PLoS One. 2017 Oct 3;12(10):e0185835. doi: 10.1371/journal.pone.0185835. eCollection 2017.
Leaves are thought to be the primary carbon source for reproduction in plants, so a positive relationship between vegetative size and reproductive output is expected, establishing a trade-off between time to reproduction and reproductive output. A common response to higher temperatures due to climate changes is the induction of earlier transition into reproduction. Thus, in annual plants, earlier transition into flowering can potentially constrain plant size and reduce seed production. However, trade-offs between early reproduction and fitness are not always observed, suggesting mechanisms to escape the constraints of early flowering do exist. Here, we test whether inflorescence photosynthesis contribution to the reproductive output of Arabidopsis thaliana can offset the cost of early reproduction. We followed the development, growth rate and fitness of 15 accessions, and removed all rosette leaves at flowering (prior to the completion of inflorescence development or any fruit production) in half of the plants to determine the ability of inflorescences to maintain fitness in the absence of leaves. Although leaf removal significantly reduced fruit number, seed weight and plant height, even the most severely impacted accessions maintained 35% of their fitness with the inflorescence as the sole photosynthetic organ; and some accessions experienced no reduction in fitness. Differences between accessions in their ability to maintain fitness after leaf removal is best explained by earlier flowering time and the ability to maintain as many or more branches after leaf removal as in the control treatment. Although earlier flowering does constrain plant vegetative size, we found that inflorescence photosynthesis can significantly contribute to seed production, explaining why early flowering plants can maintain high fitness despite a reduction in vegetative size. Thus, plants can be released from the usually assumed trade-offs associated with earlier reproduction, and selection on inflorescence traits can mediate the impact of climate change on phenology.
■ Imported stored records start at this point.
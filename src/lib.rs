//! # escrow-engine
//!
//! Trust-minimized escrow engine for atomic swaps of unique and
//! semi-fungible assets, optionally with a native-currency side payment.
//!
//! An initiator deposits one or more assets plus a protocol fee into custody
//! and declares what they want in return; a finalizer later supplies the
//! requested assets (and any cash delta) to complete the trade atomically,
//! or the initiator withdraws their own deposit first.
//!
//! ## Architecture
//!
//! - **core** — Foundational types: asset and cash records, the packed-word
//!   codec, lifecycle events, the error taxonomy
//! - **ports** — Injected capability interfaces: membership and role
//!   oracles, the capability probe, asset and cash transfer protocols,
//!   plus in-memory reference adapters
//! - **engine** — Fee policy, per-account swap registry, the swap lifecycle
//!   state machine, treasury settlement

pub mod core;
pub mod engine;
pub mod ports;

/// Convenience re-exports for common usage.
pub mod prelude {
    pub use crate::core::asset::{AssetRecord, Capability};
    pub use crate::core::cash::CashRecord;
    pub use crate::core::codec::{decode_asset, decode_cash, encode_asset, encode_cash};
    pub use crate::core::error::EscrowError;
    pub use crate::engine::lifecycle::EscrowEngine;
    pub use crate::engine::registry::{MultiSwap, SingleSwap, SwapKind, SwapRegistry};
    pub use crate::ports::memory::{InMemoryLedger, StaticMembership, StaticProbe, StaticRoles};
    pub use crate::ports::{
        AssetTransferPort, CapabilityProbe, CashTransferPort, MembershipOracle, Role, RoleOracle,
    };
}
叶片被认为是植物繁殖的主要碳源,因此营养体大小与繁殖输出之间预期存在正相关关系,从而在繁殖时间和繁殖输出之间形成一种权衡。气候变化导致温度升高的一个常见反应是诱导植物更早进入繁殖阶段。因此,在一年生植物中,更早进入花期可能会限制植株大小并减少种子产量。然而,早期繁殖与适合度之间的权衡并非总是能观察到,这表明确实存在逃避早花限制的机制。在这里,我们测试拟南芥花序光合作用对其繁殖输出的贡献是否能够抵消早期繁殖的代价。我们追踪了15个生态型的发育、生长速率和适合度,并在一半植株开花时(在花序发育完成或任何果实产生之前)摘除所有莲座叶,以确定花序在没有叶片的情况下维持适合度的能力。尽管摘除叶片显著减少了果实数量、种子重量和株高,但即使是受影响最严重的生态型,以花序作为唯一光合器官时仍能维持其35%的适合度;而且有些生态型的适合度没有降低。摘除叶片后各生态型维持适合度能力的差异,最好用更早的开花时间以及摘除叶片后维持与对照处理相同数量或更多分枝的能力来解释。尽管早花确实会限制植物营养体大小,但我们发现花序光合作用对种子生产有显著贡献,这解释了为什么早花植物尽管营养体大小减小仍能维持较高适合度。因此,植物可以摆脱通常认为的与早期繁殖相关的权衡,对花序性状的选择可以调节气候变化对物候的影响。